Interview

Entretien avec Jim Dandy

Sceneario.com : Tout d’abord, ce qui me vient tout de suite en tête c’est pourquoi "Jim Dandy", c’est une référence à ce chanteur américain des années 70 ?

Jim Dandy

Jim Dandy : Jim Dandy , c’est à la fois une marque de chaussures dans la série TV "Twin Peaks", une expression d’argot américain qui signifie "formidable" (mais de façon ironique). C’est aussi le nom d’un comic book des années 50 et un chanteur de hard un peu FM avec une jolie coupe de cheveux… Je pense que je me situe à peu près entre les 4.

Sceneario.com : J’aimerais bien que tu nous parles un peu de ton parcours jusque là, des années Sémic et depuis… De ton travail d’illustration etc.

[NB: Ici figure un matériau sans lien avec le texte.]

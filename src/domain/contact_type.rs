//! ContactType classification.

use super::errors::ValidationError;
use serde::{Deserialize, Serialize};
use std::fmt;
use std::str::FromStr;

/// Closed classification of where a contact can be reached.
///
/// Used both as a display attribute of a merged contact and as the key of
/// the type filter.
#[derive(Debug, Clone, Copy, PartialEq, Eq, Hash, PartialOrd, Ord, Serialize, Deserialize)]
#[serde(rename_all = "SCREAMING_SNAKE_CASE")]
pub enum ContactType {
    Telegram,
    WhatsApp,
    Viber,
    Signal,
    Threema,
    Phone,
    Email,
}

impl ContactType {
    /// Every contact type, in display order.
    pub const ALL: [ContactType; 7] = [
        ContactType::Telegram,
        ContactType::WhatsApp,
        ContactType::Viber,
        ContactType::Signal,
        ContactType::Threema,
        ContactType::Phone,
        ContactType::Email,
    ];

    /// Canonical wire name (matches the serde representation).
    pub fn as_str(&self) -> &'static str {
        match self {
            Self::Telegram => "TELEGRAM",
            Self::WhatsApp => "WHATS_APP",
            Self::Viber => "VIBER",
            Self::Signal => "SIGNAL",
            Self::Threema => "THREEMA",
            Self::Phone => "PHONE",
            Self::Email => "EMAIL",
        }
    }
}

impl FromStr for ContactType {
    type Err = ValidationError;

    /// Parse a contact type name, ignoring case and surrounding whitespace.
    fn from_str(s: &str) -> Result<Self, Self::Err> {
        let wanted = s.trim();
        Self::ALL
            .iter()
            .copied()
            .find(|t| t.as_str().eq_ignore_ascii_case(wanted))
            .ok_or_else(|| ValidationError::UnknownContactType(s.to_string()))
    }
}

impl fmt::Display for ContactType {
    fn fmt(&self, f: &mut fmt::Formatter<'_>) -> fmt::Result {
        f.write_str(self.as_str())
    }
}
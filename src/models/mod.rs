//! Data models for contact sources, raw records and merged contacts.
//!
//! Raw sources and records arrive from the data-access layer and are
//! read-only here. Merged contacts are built once per load and views are
//! disposable display projections of them.

pub mod contact_record;
pub mod contact_source;
pub mod contact_view;
pub mod merged_contact;

pub use contact_record::ContactRecord;
pub use contact_source::ContactSource;
pub use contact_view::ContactView;
pub use merged_contact::MergedContact;

/// Treat absent and empty strings alike.
pub(crate) fn non_empty(value: &Option<String>) -> Option<&str> {
    value.as_deref().filter(|v| !v.is_empty())
}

Jim Dandy : Pour moi, tout à commencé le jour où j’ai dessiné une jolie voiture rouge pour ma mère et qu’elle l’a accroché au mur de la cuisine, elle avait l’air tellement fier de moi que j’ai eu envie de recommencer… Pour ce qui est de l’envie de raconter des histoires, ça me vient de mon père qui n’arrètait pas de m’en inventer.
Les années Semic, c’était juste génial ! Il y avait une ambiance du tonnerre dans l’équipe, qu’est-ce qu’on rigolait ! On était tous très diffèrent, des quatre coins de France, mais on avait en commun le fait de débuter et d’être passionnés….et puis c’était vraiment un honneur pour moi de pouvoir travailler sur des personnages déjà riches de plus de 40 années d’histoire.
Apres Semic je n’ai pas réussi à trouver un éditeur, une vraie période de loose ! Ils ne me répondaient pas !!!! Les petits, les grands, même pas une lettre type ! C’était très démoralisant. Je pense que c’est du au fait que je ne suis pas un crac en dessin et que ma force est plutôt dans l’association textes/images. Enfin, ça a fini par m’éloigner de la BD pendant presque 5 ans. C’est une période à laquelle j’ai beaucoup voyagé, et où j’ai surtout fait le choix d’avoir un boulot à plein temps qui n’ai rien à voir avec le domaine artistique. Je pense que j’avais envie de voir autre chose que mon bureau et ma feuille de Bristol 🙂
Aujourd’hui, je continue mon boulot dans le ferroviaire et en plus de ça, je fais des piges assez régulières pour des magazines jeunesse (Grand Gallop, Gulli) et il m’arrive même de coécrire des épisodes de dessin-animé (Le Petit Nicolas, Iron Man) et bien sur de dessiner mes BD !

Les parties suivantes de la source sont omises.